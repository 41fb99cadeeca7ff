//! Reference tags embedded in free-text order line descriptions.
//!
//! When an Odoo database lacks a queryable field linking a purchase line back
//! to the sale that caused it, the link lives in the line description as a
//! delimited tag:
//!
//! ```text
//! Kayak tour - 2026-07-01 - 2 adults [ref:SO=S00042] [ref:BK=5f1c9a2e]
//! ```
//!
//! Tags are matched by parsing, never by substring search, so `S00042` does
//! not match a line tagged `S000421`.

use std::fmt;

use serde::{Deserialize, Serialize};

const TAG_OPEN: &str = "[ref:";
const TAG_CLOSE: char = ']';

/// Length of the booking id fragment used as the secondary key.
pub const BOOKING_FRAGMENT_LEN: usize = 8;

/// What a reference tag points at.
#[derive(Debug, Clone, Copy, PartialEq, Eq, Hash, Serialize, Deserialize)]
pub enum ReferenceKind {
    /// Odoo sale order name (e.g. `S00042`); primary dedup key.
    SaleOrder,
    /// Leading fragment of the booking id; secondary dedup key.
    Booking,
}

impl ReferenceKind {
    const fn code(self) -> &'static str {
        match self {
            Self::SaleOrder => "SO",
            Self::Booking => "BK",
        }
    }

    fn from_code(code: &str) -> Option<Self> {
        match code {
            "SO" => Some(Self::SaleOrder),
            "BK" => Some(Self::Booking),
            _ => None,
        }
    }
}

/// A parsed `[ref:KIND=value]` tag.
#[derive(Debug, Clone, PartialEq, Eq, Hash, Serialize, Deserialize)]
pub struct ReferenceTag {
    /// Tag kind.
    pub kind: ReferenceKind,
    /// Tag value, free of whitespace and delimiters.
    pub value: String,
}

impl ReferenceTag {
    /// Tag for a sale order name. Returns `None` if nothing usable remains
    /// after stripping whitespace and delimiter characters.
    #[must_use]
    pub fn sale_order(name: &str) -> Option<Self> {
        Self::new(ReferenceKind::SaleOrder, name)
    }

    /// Tag for a booking id, truncated to [`BOOKING_FRAGMENT_LEN`] characters.
    #[must_use]
    pub fn booking(booking_id: &str) -> Option<Self> {
        let fragment: String = sanitize(booking_id)
            .chars()
            .take(BOOKING_FRAGMENT_LEN)
            .collect();
        Self::new(ReferenceKind::Booking, &fragment)
    }

    fn new(kind: ReferenceKind, value: &str) -> Option<Self> {
        let value = sanitize(value);
        (!value.is_empty()).then_some(Self { kind, value })
    }

    /// Parse every well-formed tag in `text`, ignoring malformed ones.
    #[must_use]
    pub fn parse_all(text: &str) -> Vec<Self> {
        let mut tags = Vec::new();
        let mut rest = text;
        while let Some(start) = rest.find(TAG_OPEN) {
            let after = &rest[start + TAG_OPEN.len()..];
            let Some(end) = after.find(TAG_CLOSE) else {
                break;
            };
            let body = &after[..end];
            if let Some((code, value)) = body.split_once('=')
                && let Some(kind) = ReferenceKind::from_code(code)
                && !value.is_empty()
                && sanitize(value) == value
            {
                tags.push(Self {
                    kind,
                    value: value.to_string(),
                });
            }
            rest = &after[end + 1..];
        }
        tags
    }

    /// Whether `text` carries exactly this tag.
    #[must_use]
    pub fn is_in(&self, text: &str) -> bool {
        Self::parse_all(text).iter().any(|tag| tag == self)
    }

    /// Append the tags to a description, separated by spaces.
    #[must_use]
    pub fn annotate(description: &str, tags: &[Self]) -> String {
        let mut out = description.trim_end().to_string();
        for tag in tags {
            if !out.is_empty() {
                out.push(' ');
            }
            out.push_str(&tag.to_string());
        }
        out
    }
}

impl fmt::Display for ReferenceTag {
    fn fmt(&self, f: &mut fmt::Formatter<'_>) -> fmt::Result {
        write!(f, "{TAG_OPEN}{}={}{TAG_CLOSE}", self.kind.code(), self.value)
    }
}

fn sanitize(value: &str) -> String {
    value
        .chars()
        .filter(|c| !c.is_whitespace() && !matches!(c, '[' | ']' | '='))
        .collect()
}

#[cfg(test)]
#[allow(clippy::unwrap_used)]
mod tests {
    use super::*;

    #[test]
    fn test_render_and_parse() {
        let so = ReferenceTag::sale_order("S00042").unwrap();
        let bk = ReferenceTag::booking("5f1c9a2e-7b1d-4c1e-9a6b-0c8e2f3d4a5b").unwrap();
        assert_eq!(so.to_string(), "[ref:SO=S00042]");
        assert_eq!(bk.to_string(), "[ref:BK=5f1c9a2e]");

        let text = ReferenceTag::annotate("Kayak tour - 2 adults", &[so.clone(), bk.clone()]);
        assert_eq!(
            text,
            "Kayak tour - 2 adults [ref:SO=S00042] [ref:BK=5f1c9a2e]"
        );
        assert_eq!(ReferenceTag::parse_all(&text), vec![so, bk]);
    }

    #[test]
    fn test_no_substring_false_positive() {
        let tag = ReferenceTag::sale_order("S00042").unwrap();
        assert!(!tag.is_in("Tour [ref:SO=S000421]"));
        assert!(!tag.is_in("Tour for order S00042"));
        assert!(tag.is_in("Tour [ref:SO=S00042]"));
    }

    #[test]
    fn test_malformed_tags_ignored() {
        let tags = ReferenceTag::parse_all("[ref:XX=1] [ref:SO=] [ref:SO=a b] [ref:SO=ok");
        assert!(tags.is_empty());
    }

    #[test]
    fn test_sanitize_strips_delimiters() {
        let tag = ReferenceTag::sale_order(" S0[00]42 ").unwrap();
        assert_eq!(tag.value, "S00042");
        assert!(ReferenceTag::sale_order("  ").is_none());
    }
}
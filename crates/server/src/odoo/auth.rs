//! Odoo session authentication.
//!
//! External API access uses `common.login(db, login, api_key)`, which returns
//! the numeric uid (or `false`). The uid is then passed with the API key on
//! every `object.execute_kw` call.

use std::time::{Duration, Instant};

use secrecy::{ExposeSecret, SecretString};
use serde_json::{Value, json};
use tracing::instrument;

use super::OdooError;
use super::client::post_jsonrpc;

/// How long an authenticated uid is reused before logging in again.
pub const SESSION_TTL: Duration = Duration::from_secs(60 * 60);

/// An authenticated Odoo session.
#[derive(Debug, Clone, Copy)]
pub struct OdooSession {
    /// Authenticated user id.
    pub uid: i64,
    /// When `common.login` succeeded.
    pub authenticated_at: Instant,
}

impl OdooSession {
    /// Create a session authenticated now.
    #[must_use]
    pub fn new(uid: i64) -> Self {
        Self {
            uid,
            authenticated_at: Instant::now(),
        }
    }

    /// Whether the session is older than `ttl`.
    #[must_use]
    pub fn is_stale(&self, ttl: Duration) -> bool {
        self.authenticated_at.elapsed() >= ttl
    }
}

/// Log in with an API key.
///
/// # Errors
///
/// Returns `OdooError::AuthenticationFailed` if Odoo answers `false`, or the
/// transport error if the request fails.
#[instrument(skip(client, api_key), fields(db = %db, username = %username))]
pub async fn login(
    client: &reqwest::Client,
    endpoint: &str,
    db: &str,
    username: &str,
    api_key: &SecretString,
) -> Result<OdooSession, OdooError> {
    let result = post_jsonrpc(
        client,
        endpoint,
        "common",
        "login",
        vec![json!(db), json!(username), json!(api_key.expose_secret())],
    )
    .await?;

    match result {
        Value::Number(n) => n.as_i64().filter(|uid| *uid > 0).map_or_else(
            || Err(OdooError::AuthenticationFailed(format!("invalid uid {n}"))),
            |uid| {
                tracing::debug!(uid, "Odoo login succeeded");
                Ok(OdooSession::new(uid))
            },
        ),
        Value::Bool(false) | Value::Null => Err(OdooError::AuthenticationFailed(format!(
            "login rejected for {username} on {db}"
        ))),
        other => Err(OdooError::UnexpectedResponse(format!(
            "login returned {other}"
        ))),
    }
}

#[cfg(test)]
mod tests {
    use super::*;

    #[test]
    fn test_fresh_session_is_not_stale() {
        let session = OdooSession::new(2);
        assert!(!session.is_stale(SESSION_TTL));
    }

    #[test]
    fn test_old_session_is_stale() {
        let Some(two_hours_ago) = Instant::now().checked_sub(Duration::from_secs(7200)) else {
            return;
        };
        let session = OdooSession {
            uid: 2,
            authenticated_at: two_hours_ago,
        };
        assert!(session.is_stale(SESSION_TTL));
    }
}
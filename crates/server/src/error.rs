//! Unified error handling with Sentry integration.
//!
//! Handlers return `Result<T, AppError>`. Server-side failures are captured
//! to Sentry before the response is built, and their details never reach
//! the client.

use axum::{
    Json,
    http::StatusCode,
    response::{IntoResponse, Response},
};
use serde_json::json;
use thiserror::Error;

use crate::db::RepositoryError;
use crate::payments::GatewayError;
use crate::services::{CheckoutError, SyncError};

/// Application-level error type for the bridge.
#[derive(Debug, Error)]
pub enum AppError {
    /// Database operation failed.
    #[error("Database error: {0}")]
    Database(#[from] RepositoryError),

    /// Checkout could not be created.
    #[error("Checkout error: {0}")]
    Checkout(#[from] CheckoutError),

    /// A sync run could not start.
    #[error("Sync error: {0}")]
    Sync(#[from] SyncError),

    /// Resource not found.
    #[error("Not found: {0}")]
    NotFound(String),

    /// Missing or wrong credentials.
    #[error("Unauthorized: {0}")]
    Unauthorized(String),

    /// Bad request from client.
    #[error("Bad request: {0}")]
    BadRequest(String),

    /// Rate limited.
    #[error("Rate limited")]
    RateLimited,

    /// Endpoint switched off by configuration.
    #[error("Unavailable: {0}")]
    Unavailable(String),

    /// Internal server error.
    #[error("Internal error: {0}")]
    Internal(String),
}

impl AppError {
    /// HTTP status for this error.
    #[must_use]
    pub fn status(&self) -> StatusCode {
        match self {
            Self::Database(_) | Self::Internal(_) => StatusCode::INTERNAL_SERVER_ERROR,
            Self::Checkout(err) => match err {
                CheckoutError::Validation(_) | CheckoutError::Pricing(_) => {
                    StatusCode::BAD_REQUEST
                }
                CheckoutError::NotFound(_) => StatusCode::NOT_FOUND,
                CheckoutError::SlotUnavailable { .. } => StatusCode::CONFLICT,
                CheckoutError::Gateway(GatewayError::NotConfigured(_)) => StatusCode::BAD_REQUEST,
                CheckoutError::Gateway(_) => StatusCode::BAD_GATEWAY,
                CheckoutError::Store(_) => StatusCode::INTERNAL_SERVER_ERROR,
            },
            Self::Sync(err) => match err {
                SyncError::ProductNotFound(_) => StatusCode::NOT_FOUND,
                _ => StatusCode::INTERNAL_SERVER_ERROR,
            },
            Self::NotFound(_) => StatusCode::NOT_FOUND,
            Self::Unauthorized(_) => StatusCode::UNAUTHORIZED,
            Self::BadRequest(_) => StatusCode::BAD_REQUEST,
            Self::RateLimited => StatusCode::TOO_MANY_REQUESTS,
            Self::Unavailable(_) => StatusCode::SERVICE_UNAVAILABLE,
        }
    }

    /// Message safe to show the client.
    #[must_use]
    pub fn public_message(&self) -> String {
        match self {
            Self::Database(_) | Self::Internal(_) => "Internal server error".to_string(),
            Self::Checkout(CheckoutError::Gateway(GatewayError::NotConfigured(kind))) => {
                format!("Payment gateway not available: {kind}")
            }
            Self::Checkout(CheckoutError::Gateway(_)) => "Payment service error".to_string(),
            Self::Checkout(CheckoutError::Store(_)) => "Internal server error".to_string(),
            Self::Checkout(err) => err.to_string(),
            Self::Sync(SyncError::ProductNotFound(id)) => format!("Product not found: {id}"),
            Self::Sync(_) => "Sync failed".to_string(),
            Self::RateLimited => "Too many requests, please try again later".to_string(),
            _ => self.to_string(),
        }
    }

    /// Report server-side failures to Sentry.
    fn capture(&self) {
        if self.status().is_server_error() {
            let event_id = sentry::capture_error(self);
            tracing::error!(
                error = %self,
                sentry_event_id = %event_id,
                "Request error"
            );
        }
    }

    /// Response body `{error, requestId}` for endpoints that echo the request id.
    #[must_use]
    pub fn into_response_with_request_id(self, request_id: &str) -> Response {
        self.capture();
        let body = json!({
            "error": self.public_message(),
            "requestId": request_id,
        });
        (self.status(), Json(body)).into_response()
    }
}

impl IntoResponse for AppError {
    fn into_response(self) -> Response {
        self.capture();
        let body = json!({ "error": self.public_message() });
        (self.status(), Json(body)).into_response()
    }
}

/// Result type alias for `AppError`.
pub type Result<T> = std::result::Result<T, AppError>;

#[cfg(test)]
mod tests {
    use super::*;
    use crate::payments::GatewayKind;

    #[test]
    fn test_app_error_display() {
        let err = AppError::NotFound("product-123".to_string());
        assert_eq!(err.to_string(), "Not found: product-123");

        let err = AppError::BadRequest("invalid input".to_string());
        assert_eq!(err.to_string(), "Bad request: invalid input");
    }

    #[test]
    fn test_app_error_status_codes() {
        fn get_status(err: AppError) -> StatusCode {
            err.into_response().status()
        }

        assert_eq!(
            get_status(AppError::Unauthorized("test".to_string())),
            StatusCode::UNAUTHORIZED
        );
        assert_eq!(get_status(AppError::RateLimited), StatusCode::TOO_MANY_REQUESTS);
        assert_eq!(
            get_status(AppError::Internal("test".to_string())),
            StatusCode::INTERNAL_SERVER_ERROR
        );
        assert_eq!(
            get_status(CheckoutError::Validation("guests must be at least 1".to_string()).into()),
            StatusCode::BAD_REQUEST
        );
        assert_eq!(
            get_status(CheckoutError::SlotUnavailable { remaining: 1 }.into()),
            StatusCode::CONFLICT
        );
        assert_eq!(
            get_status(CheckoutError::NotFound("product").into()),
            StatusCode::NOT_FOUND
        );
    }

    #[test]
    fn test_internal_details_hidden() {
        let err = AppError::Database(RepositoryError::DataCorruption("bad row 42".to_string()));
        assert_eq!(err.public_message(), "Internal server error");

        let err: AppError = CheckoutError::Gateway(GatewayError::Api {
            status: 401,
            message: "Invalid API Key provided: sk_live_***".to_string(),
        })
        .into();
        assert_eq!(err.status(), StatusCode::BAD_GATEWAY);
        assert_eq!(err.public_message(), "Payment service error");

        let err: AppError =
            CheckoutError::Gateway(GatewayError::NotConfigured(GatewayKind::Sandbox)).into();
        assert_eq!(err.status(), StatusCode::BAD_REQUEST);
    }
}
//! Payment webhook orchestration.
//!
//! # Flow
//!
//! ```text
//! payment_intent.succeeded
//!   -> metadata (intent, then checkout session when required keys or tax ids are missing)
//!   -> product mapping -> partner -> sale order (fatal on failure)
//!   -> purchase order (non-fatal)
//!   -> booking row (non-fatal, retried with a reduced field set)
//!   -> confirmation email (non-fatal, at most once)
//! ```
//!
//! Every step is safe to replay: Odoo writes search before they create and
//! booking-store writes are conditional, so a redelivered event converges on
//! the same documents.

use std::sync::Arc;

use rust_decimal::Decimal;
use serde::Serialize;
use thiserror::Error;
use tracing::instrument;
use uuid::Uuid;

use booking_bridge_core::{BookingStatus, ErpProductId, PartnerId, describe_party};

use super::metadata::BookingMetadata;
use super::notifier::{BookingConfirmation, Notifier};
use crate::db::{BookingStore, RepositoryError};
use crate::models::{CatalogProduct, NewBooking, OdooRefs};
use crate::odoo::OdooRpc;
use crate::payments::sandbox::SESSION_METADATA_KEY;
use crate::payments::{Gateways, PaymentIntent};
use crate::reconcile::{
    PurchaseInput, PurchaseReport, ReconcileError, ReconcileSettings, ResolveError,
    SaleOrderInput, SaleOrderOutcome, fallback_partner, reconcile_purchase_order,
    reconcile_sale_order, resolve_partner, resolve_product,
};

/// Errors that stop a webhook from being reconciled.
#[derive(Debug, Error)]
pub enum WebhookError {
    /// Required booking metadata is missing or malformed.
    #[error("invalid booking metadata: {0}")]
    Metadata(String),

    /// The booked product is not in the catalog.
    #[error("unknown product: {0}")]
    UnknownProduct(Uuid),

    /// Catalog lookup failed.
    #[error("booking store error: {0}")]
    Store(#[from] RepositoryError),

    /// The Odoo product could not be found or created.
    #[error("product resolution failed: {0}")]
    Product(#[source] ResolveError),

    /// Neither the full nor the fallback partner could be resolved.
    #[error("partner resolution failed: {0}")]
    Partner(#[source] ResolveError),

    /// The sale order could not be found or created.
    #[error("sale order reconciliation failed: {0}")]
    SaleOrder(#[from] ReconcileError),
}

impl WebhookError {
    /// Whether redelivering the same event can never succeed.
    #[must_use]
    pub const fn is_client_error(&self) -> bool {
        matches!(self, Self::Metadata(_) | Self::UnknownProduct(_))
    }
}

/// Purchase order step result.
#[derive(Debug, Clone, PartialEq, Eq, Serialize)]
#[serde(tag = "status", rename_all = "snake_case")]
pub enum PurchaseStep {
    Reconciled { report: PurchaseReport },
    NotApplicable { reason: String },
    Failed { error: String },
}

impl PurchaseStep {
    fn purchase_order_id(&self) -> Option<booking_bridge_core::PurchaseOrderId> {
        match self {
            Self::Reconciled { report } => Some(report.purchase_order_id),
            Self::NotApplicable { .. } | Self::Failed { .. } => None,
        }
    }
}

▶ [WORK TO BE COMPLETED]:
Give an exact copy of the lines above, from the top of the records to the line that contains "description as a", taking in both ends.

▶ [FINISHED EXERCISE]:
repository 41fb99cadeeca7ff
//! Reference tags embedded in free-text order line descriptions.
//!
//! When an Odoo database lacks a queryable field linking a purchase line back
//! to the sale that caused it, the link lives in the line description as a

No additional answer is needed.